Modelo linear inteiro-misto para o agendamento ótimo de turmas e salas de aula
DOI:
https://doi.org/10.56487/9emjsv45Palavras-chave:
UCTP — Planejamento — OtimizaçãoResumo
A tarefa de agendar aulas em ambientes universitários exige um esforço organizacional significativo devido à sua
natureza combinatória. Essa complexidade foi ampliada com a adoção de diversas modalidades de ensino, à medida
que os programas online ganham popularidade.

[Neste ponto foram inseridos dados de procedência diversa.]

/// Applies one action to `state` and returns the next snapshot. `state` is
/// never modified; on error nothing changes.
pub fn reduce(state: &Snapshot, action: Action) -> Result<(Snapshot, Applied), StoreError> {
    let mut next = state.clone();
    let applied = match action {
        Action::CreateStudent { id, student } => {
            let name = student.name.trim().to_string();
            if name.is_empty() {
                return Err(StoreError::invalid("name", "must not be empty"));
            }
            next.students.push(Student {
                id: id.clone(),
                name,
                email: student.email,
                grade: student.grade,
                section: student.section,
                roll_no: student.roll_no,
                contact_number: student.contact_number,
                address: student.address,
                date_of_birth: student.date_of_birth,
                gender: student.gender.unwrap_or_else(|| "Male".to_string()),
            });
            Applied::Created { id }
        }
        Action::UpdateStudent { id, patch } => {
            let idx = position(&next.students, "student", &id, |s| s.id.as_str())?;
            let s = &mut next.students[idx];
            if let Some(v) = patch.name {
                let v = v.trim().to_string();
                if v.is_empty() {
                    return Err(StoreError::invalid("name", "must not be empty"));
                }
                s.name = v;
            }
            if let Some(v) = patch.email {
                s.email = v;
            }
            if let Some(v) = patch.grade {
                s.grade = v;
            }
            if let Some(v) = patch.section {
                s.section = v;
            }
            if let Some(v) = patch.roll_no {
                s.roll_no = v;
            }
            if let Some(v) = patch.contact_number {
                s.contact_number = v;
            }
            if let Some(v) = patch.address {
                s.address = v;
            }
            if let Some(v) = patch.date_of_birth {
                s.date_of_birth = v;
            }
            if let Some(v) = patch.gender {
                s.gender = v;
            }
            Applied::Updated { id }
        }
        Action::DeleteStudent { id } => {
            let idx = position(&next.students, "student", &id, |s| s.id.as_str())?;
            next.students.remove(idx);
            Applied::Deleted { id, cascaded: 0 }
        }
        Action::CreateExam { id, exam } => {
            let total_marks = require_positive("totalMarks", exam.total_marks.unwrap_or(100))?;
            next.exams.push(Exam {
                id: id.clone(),
                name: exam.name,
                subject: exam.subject,
                date: exam.date,
                total_marks,
                exam_type: exam.exam_type,
            });
            Applied::Created { id }
        }
        Action::UpdateExam { id, patch } => {
            let idx = position(&next.exams, "exam", &id, |e| e.id.as_str())?;
            let e = &mut next.exams[idx];
            if let Some(v) = patch.name {
                e.name = v;
            }
            if let Some(v) = patch.subject {
                e.subject = v;
            }
            if let Some(v) = patch.date {
                e.date = v;
            }
            if let Some(v) = patch.exam_type {
                e.exam_type = v;
            }
            if let Some(v) = patch.total_marks {
                let total_marks = require_positive("totalMarks", v)?;
                if total_marks != e.total_marks {
                    e.total_marks = total_marks;
                    for r in next.exam_results.iter_mut().filter(|r| r.exam_id == id) {
                        (r.percentage, r.grade) = score(r.obtained_marks, total_marks);
                    }
                }
            }
            Applied::Updated { id }
        }
        Action::DeleteExam { id } => {
            let idx = position(&next.exams, "exam", &id, |e| e.id.as_str())?;
            next.exams.remove(idx);
            let before = next.exam_results.len();
            next.exam_results.retain(|r| r.exam_id != id);
            let cascaded = before - next.exam_results.len();
            Applied::Deleted { id, cascaded }
        }
        Action::RecordResult { id, result } => {
            let exam = state
                .exam(&result.exam_id)
                .ok_or_else(|| StoreError::not_found("exam", &result.exam_id))?;
            let student = state
                .student(&result.student_id)
                .ok_or_else(|| StoreError::not_found("student", &result.student_id))?;
            let (percentage, grade) = score(result.obtained_marks, exam.total_marks);
            next.exam_results.push(ExamResult {
                id: id.clone(),
                exam_id: exam.id.clone(),
                student_id: student.id.clone(),
                student_name: student.name.clone(),
                obtained_marks: result.obtained_marks,
                percentage,
                grade,
                remarks: result.remarks,
            });
            Applied::Created { id }
        }
        Action::UpdateResult { id, patch } => {
            let idx = position(&next.exam_results, "result", &id, |r| r.id.as_str())?;
            if let Some(marks) = patch.obtained_marks {
                let r = &next.exam_results[idx];
                let total_marks = state
                    .exam(&r.exam_id)
                    .map(|e| e.total_marks)
                    .ok_or_else(|| StoreError::not_found("exam", &r.exam_id))?;
                let r = &mut next.exam_results[idx];
                r.obtained_marks = marks;
                (r.percentage, r.grade) = score(marks, total_marks);
            }
            if let Some(v) = patch.remarks {
                next.exam_results[idx].remarks = v;
            }
            Applied::Updated { id }
        }
        Action::DeleteResult { id } => {
            let idx = position(&next.exam_results, "result", &id, |r| r.id.as_str())?;
            next.exam_results.remove(idx);
            Applied::Deleted { id, cascaded: 0 }
        }
        Action::CreateAssignment { id, assignment } => {
            let total_marks =
                require_positive("totalMarks", assignment.total_marks.unwrap_or(100))?;
            next.assignments.push(Assignment {
                id: id.clone(),
                title: assignment.title,
                subject: assignment.subject,
                description: assignment.description,
                due_date: assignment.due_date,
                status: assignment.status,
                total_marks,
                assigned_to: assignment.assigned_to,
            });
            Applied::Created { id }
        }
        Action::UpdateAssignment { id, patch } => {
            let idx = position(&next.assignments, "assignment", &id, |a| a.id.as_str())?;
            let a = &mut next.assignments[idx];
            if let Some(v) = patch.title {
                a.title = v;
            }
            if let Some(v) = patch.subject {
                a.subject = v;
            }
            if let Some(v) = patch.description {
                a.description = v;
            }
            if let Some(v) = patch.due_date {
                a.due_date = v;
            }
            if let Some(v) = patch.status {
                a.status = v;
            }
            if let Some(v) = patch.total_marks {
                a.total_marks = require_positive("totalMarks", v)?;
            }
            if let Some(v) = patch.assigned_to {
                a.assigned_to = v;
            }
            Applied::Updated { id }
        }
        Action::DeleteAssignment { id } => {
            let idx = position(&next.assignments, "assignment", &id, |a| a.id.as_str())?;
            next.assignments.remove(idx);
            let before = next.submissions.len();
            next.submissions.retain(|s| s.assignment_id != id);
            let cascaded = before - next.submissions.len();
            Applied::Deleted { id, cascaded }
        }
        Action::CreateSubmission { id, submission } => {
            let assignment = state
                .assignment(&submission.assignment_id)
                .ok_or_else(|| StoreError::not_found("assignment", &submission.assignment_id))?;
            let student = state
                .student(&submission.student_id)
                .ok_or_else(|| StoreError::not_found("student", &submission.student_id))?;
            next.submissions.push(AssignmentSubmission {
                id: id.clone(),
                assignment_id: assignment.id.clone(),
                student_id: student.id.clone(),
                student_name: student.name.clone(),
                submission_date: submission.submission_date,
                status: SubmissionStatus::Pending,
                obtained_marks: None,
                feedback: None,
            });
            Applied::Created { id }
        }
        Action::GradeSubmission {
            id,
            obtained_marks,
            feedback,
        } => {
            let idx = position(&next.submissions, "submission", &id, |s| s.id.as_str())?;
            let s = &mut next.submissions[idx];
            if s.status == SubmissionStatus::Graded {
                return Err(StoreError::AlreadyGraded(id));
            }
            s.status = SubmissionStatus::Graded;
            s.obtained_marks = Some(obtained_marks);
            s.feedback = feedback;
            Applied::Updated { id }
        }
        Action::DeleteSubmission { id } => {
            let idx = position(&next.submissions, "submission", &id, |s| s.id.as_str())?;
            next.submissions.remove(idx);
            Applied::Deleted { id, cascaded: 0 }
        }
    };
    Ok((next, applied))
}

Embora seja possível encontrar na literatura uma ampla gama de trabalhos acadêmicos voltados à resolução desse
tipo de problema, comumente conhecido como Problema de Programação Horária de Cursos Universitários
(UCTP, na sigla em inglês), existem poucas referências àqueles que consideram simultaneamente as diferentes modalidades
de oferta de aulas atualmente em uso. Além disso, entre os trabalhos publicados para resolver problemas
UCTP, destacam-se os modelos baseados em Programação Linear Inteira Mista (MILP) devido à sua versatilidade e
capacidade de adaptação a diferentes situações. No entanto, resolver esses modelos é computacionalmente intenso.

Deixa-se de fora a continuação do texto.